Appearance
Email Intelligence Pipeline — Heimerdinger NLP
Deployed State
Container: CT101 (heimerdinger-nlp) on Z2 Proxmox Stack: Python 3.11, PyTorch 2.12, sentence-transformers 3.4, BERTopic 0.17, spaCy 3.8, scikit-learn
Three-Phase Pipeline
┌────────────────────────────────────────────────────────────────────────┐
│ P1: Embed │
│ BAAI/bge-small-en-v1.5 (384d) │
│ subject + sender + snippet → dense vector │
│ Output: embeddings.npy (N×384), faiss.index, manifest.jsonl │
├────────────────────────────────────────────────────────────────────────┤
│ P2: Topic Model │
│ BERTopic (HDBSCAN + c-TF-IDF) │
│ Unsupervised topic discovery, split personal/professional │
│ Output: topic-model/{personal,professional}/, topic-map.json │
├────────────────────────────────────────────────────────────────────────┤
│ P3: Classifier │
│ CalibratedClassifierCV(LogisticRegression) on BGE embeddings │
│ 12-class supervised categorisation │
│ Output: classifier.pkl, label-encoder.json │
└────────────────────────────────────────────────────────────────────────┘Corpus
| Source | Messages | Date |
|---|---|---|
| Old archive (pre–Graph API) | 47,807 | Embedded 2026-06-04 |
| New archive (Graph API + Gmail backfill) | 35,077 | Backfilled 2026-06-11, not yet embedded |
| Combined | ~82,884 |
Artefact Inventory
All artefacts at /opt/hinata-sandpit/resources/email-intelligence/ on Z2.

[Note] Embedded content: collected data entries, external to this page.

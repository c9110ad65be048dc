//! Route definitions for the `/deceased` resource.

use axum::routing::get;
use axum::Router;

use crate::handlers::deceased;
use crate::state::AppState;

/// Routes mounted at `/deceased`.
///
/// ```text
/// GET    /              -> list_deceased
/// POST   /              -> create_deceased
/// GET    /{id}          -> get_deceased
/// PUT    /{id}          -> update_deceased
/// DELETE /{id}          -> delete_deceased
/// GET    /{id}/detail   -> get_deceased_detail
/// ```
pub fn router() -> Router<AppState> {
    Router::new()
        .route(
            "/",
            get(deceased::list_deceased).post(deceased::create_deceased),
        )
        .route(
            "/{id}",
            get(deceased::get_deceased)
                .put(deceased::update_deceased)
                .delete(deceased::delete_deceased),
        )
        .route("/{id}/detail", get(deceased::get_deceased_detail))
}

| File | Size | Description |
|---|---|---|
embeddings.npy | 70 MB | (47807, 384) float32 dense vectors |
faiss.index | 70 MB | FAISS flat L2 index over embeddings |
manifest.jsonl | 21 MB | Per-email metadata: id, subject, sender, date, account, commander, category, embed_idx |
classifier.pkl | 42 KB | Calibrated LogReg trained on keyword-derived labels |
label-encoder.json | 763 B | 12-class label mapping |
topic-map.json | 12 KB | 39 topics (4 personal, 35 professional) with top words and commander mapping |
topics.jsonl | 25 MB | Per-email topic assignment |
topic-model/personal/ | 1.1 MB | BERTopic model: ctfidf + topic embeddings + topics.json |
topic-model/professional/ | 340 KB | BERTopic model |
sender-domain-map.json | 526 KB | Domain → frequency mapping |
sender-fingerprints.json | 151 KB | Sender behavioural fingerprints |
sender-temporal.json | 29 KB | Sender time-of-day patterns |
thread-graph.json | 7 MB | Reply-chain graph |
sender-centroids.json | 2 B | Empty — not yet computed |
Scripts
| Script | Location | Function |
|---|---|---|
email-p1-embed.py | /opt/hinata-sandpit/scripts/ | Embeds corpus with BGE-small, writes embeddings.npy + faiss.index + manifest.jsonl |
email-p2-topics.py | /opt/hinata-sandpit/scripts/ | Runs BERTopic on embeddings, writes topic-model/ + topic-map.json |
email-p3-classify.py | /opt/hinata-sandpit/scripts/ | Trains LogReg on embeddings + labels, writes classifier.pkl |
email-batch-classify.py | CT101 /root/ | Batch inference: reads JSONL, loads BGE + classifier, outputs label + confidence per email |
P1 script currently reads from /Users/nnamdi/Sandpit/hinata/resources/email-poller (old Mac path). New archive is at /mnt/data/hinata/mail-archive/.
Classification Labels
| ID | Label | Commander | Description |
|---|---|---|---|
| 0 | marketing | — | Promotions, offers, newsletters with commercial intent |
| 1 | passive-newsletter | — | Non-commercial subscriptions, digests |
| 2 | ecommerce | — | Order confirmations, shipping, returns |
| 3 | career | zuko | Job opportunities, recruiter outreach, applications |
| 4 | finance | bulma | Payments, statements, transactions, tax |
| 5 | housing | — | Property, rentals, utilities |
| 6 | health | allmight | Fitness, nutrition, recovery |
| 7 | events | luffy | Invites, RSVPs, tickets, gigs |
| 8 | music_arts | squidward | Concerts, albums, galleries, creative |
| 9 | learning | shikamaru | Courses, tutorials, research, papers |
| 10 | security | itachi | Sign-in alerts, password resets, 2FA |
| 11 | general | — | Uncategorised |
Topic Model Summary
| Segment | Topics | Emails | Largest topic |
|---|---|---|---|
| Personal | 4 | 33,086 | Topic 0 (general, n=32,440) |
| Professional | 35 | 4,277 | Topic 4 (zuko/career, n=766) |
Live vs ML Classification
The mail pollers (outlook-graph-poller.py, gmail-api-poller.py) use hybrid routing: keyword + sender-domain matching first, ML fallback for unrouted emails via email-batch-classify.py on CT101.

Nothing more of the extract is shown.